Transitioning from pruna to pruna_pro
If you’re already familiar with pruna, transitioning to pruna_pro is straightforward. The main interfaces remain the same, with just a few adjustments:
Import from
pruna_pro
instead ofpruna
:from pruna_pro import smash # instead of: from pruna import smash
Use the same familiar workflow with enhanced capabilities:
The algorithm documentation applies to both versions
Configuration parameters work the same way
All pruna features are available in pruna_pro, with additional advanced options
Example of transitioning a basic smashing script:
# Original pruna code
import torch
from diffusers import StableDiffusionPipeline
from pruna import smash, SmashConfig
model = StableDiffusionPipeline.from_pretrained("CompVis/stable-diffusion-v1-4", torch_dtype=torch.float16)
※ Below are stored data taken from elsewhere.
//! In-memory [`LocationProvider`] used by the replay CLI and the test suites.
//!
//! It records every command it receives and lets the caller inject events as
//! if the platform had produced them.

use chrono::{Duration as ChronoDuration, Utc};
use parking_lot::Mutex;

use locus_core::{
    AccuracyLevel, AuthorizationStatus, DesiredAccuracy, Location, PermissionLevel,
};

use crate::provider::{LocationProvider, ProviderEvent, ProviderEventSender};

#[derive(Debug, Clone)]
struct SimulatedState {
    enabled: bool,
    authorization: i32,
    accuracy: Option<i32>,
    last_known: Option<Location>,
    desired_accuracy: Option<DesiredAccuracy>,
    distance_filter: Option<f64>,
    updating: bool,
    start_calls: usize,
    stop_calls: usize,
    prompts: Vec<PermissionLevel>,
}

/// Scriptable provider. Cheap to share behind an `Arc`.
#[derive(Debug)]
pub struct SimulatedProvider {
    state: Mutex<SimulatedState>,
    events: ProviderEventSender,
}

impl SimulatedProvider {
    /// Services enabled, authorization `AuthorizedWhenInUse`, precise accuracy.
    pub fn new(events: ProviderEventSender) -> Self {
        Self {
            state: Mutex::new(SimulatedState {
                enabled: true,
                authorization: 4,
                accuracy: Some(0),
                last_known: None,
                desired_accuracy: None,
                distance_filter: None,
                updating: false,
                start_calls: 0,
                stop_calls: 0,
                prompts: Vec::new(),
            }),
            events,
        }
    }

    pub fn with_enabled(self, enabled: bool) -> Self {
        self.set_enabled(enabled);
        self
    }

    /// Flip the system-wide location switch.
    pub fn set_enabled(&self, enabled: bool) {
        self.state.lock().enabled = enabled;
    }

    pub fn with_authorization(self, status: AuthorizationStatus) -> Self {
        self.set_authorization_raw(status.to_raw().unwrap_or(99));
        self
    }

    /// Install a raw status code, including codes outside the known range.
    pub fn set_authorization_raw(&self, code: i32) {
        self.state.lock().authorization = code;
    }

    pub fn with_accuracy(self, level: AccuracyLevel) -> Self {
        self.state.lock().accuracy = match level {
            AccuracyLevel::Precise => Some(0),
            AccuracyLevel::Coarse => Some(1),
            AccuracyLevel::Unknown => Some(99),
        };
        self
    }

    /// Pretend the platform has no reduced-accuracy mode.
    pub fn without_accuracy_authorization(self) -> Self {
        self.state.lock().accuracy = None;
        self
    }

    pub fn set_last_known(&self, location: Option<Location>) {
        self.state.lock().last_known = location;
    }

    // -- event injection ----------------------------------------------------

    /// Deliver a single fix and remember it as the last known location.
    pub fn emit_location(&self, location: Location) {
        self.emit_batch(vec![location]);
    }

    pub fn emit_batch(&self, locations: Vec<Location>) {
        if let Some(last) = locations.last() {
            self.state.lock().last_known = Some(last.clone());
        }
        self.send(ProviderEvent::LocationUpdate(locations));
    }

    pub fn emit_failure(&self, message: impl Into<String>) {
        self.send(ProviderEvent::Failure(message.into()));
    }

    /// Change authorization and notify, as the platform does after a prompt.
    pub fn change_authorization(&self, status: AuthorizationStatus) {
        let code = status.to_raw().unwrap_or(99);
        self.set_authorization_raw(code);
        self.send(ProviderEvent::AuthorizationChanged(code));
    }

    fn send(&self, event: ProviderEvent) {
        if self.events.send(event).is_err() {
            tracing::debug!("simulated provider event dropped: coordinator gone");
        }
    }

    // -- inspection ---------------------------------------------------------

    pub fn is_updating(&self) -> bool {
        self.state.lock().updating
    }

    pub fn start_calls(&self) -> usize {
        self.state.lock().start_calls
    }

    pub fn stop_calls(&self) -> usize {
        self.state.lock().stop_calls
    }

    pub fn desired_accuracy(&self) -> Option<DesiredAccuracy> {
        self.state.lock().desired_accuracy
    }

    pub fn distance_filter(&self) -> Option<f64> {
        self.state.lock().distance_filter
    }

    pub fn prompts(&self) -> Vec<PermissionLevel> {
        self.state.lock().prompts.clone()
    }
}

impl LocationProvider for SimulatedProvider {
    fn location_services_enabled(&self) -> bool {
        self.state.lock().enabled
    }

    fn authorization_status(&self) -> i32 {
        self.state.lock().authorization
    }

    fn accuracy_authorization(&self) -> Option<i32> {
        self.state.lock().accuracy
    }

    fn last_known_location(&self) -> Option<Location> {
        self.state.lock().last_known.clone()
    }

    fn set_desired_accuracy(&self, accuracy: DesiredAccuracy) {
        self.state.lock().desired_accuracy = Some(accuracy);
    }

    fn set_distance_filter(&self, meters: f64) {
        self.state.lock().distance_filter = Some(meters);
    }

    fn start_updates(&self) {
        let mut state = self.state.lock();
        state.updating = true;
        state.start_calls += 1;
    }

    fn stop_updates(&self) {
        let mut state = self.state.lock();
        state.updating = false;
        state.stop_calls += 1;
    }

    fn request_authorization(&self, level: PermissionLevel) {
        self.state.lock().prompts.push(level);
    }
}

/// A fix at the given coordinates taken `age` ago.
pub fn fix(latitude: f64, longitude: f64, age: std::time::Duration) -> Location {
    let age = ChronoDuration::from_std(age).unwrap_or_else(|_| ChronoDuration::zero());
    Location {
        latitude,
        longitude,
        accuracy: 5.0,
        altitude: 0.0,
        timestamp: Utc::now() - age,
    }
}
smash_config = SmashConfig()
smash_config['cacher'] = 'deepcache'
smashed_model = smash(model, smash_config)
# pruna_pro equivalent
import torch
from diffusers import StableDiffusionPipeline
from pruna_pro import smash, SmashConfig
model = StableDiffusionPipeline.from_pretrained("CompVis/stable-diffusion-v1-4", torch_dtype=torch.float16)
smash_config = SmashConfig()
smash_config['cacher'] = 'deepcache'
smashed_model = smash(model, smash_config, token='<your_pruna_token>')
Key Features in pruna_pro
pruna_pro includes all features from the open-source version plus premium capabilities:
Advanced compression algorithms
Optimization agent that automatically finds the best compression configuration for your model
Quality recovery algorithms that can recover the accuracy of a smashed model
Priority support
For a complete feature comparison and pricing details, visit our pricing page.
Note
The documentation for core features applies to both pruna and pruna_pro. When a feature is Pro-only, it will be clearly marked with a “Pro” badge.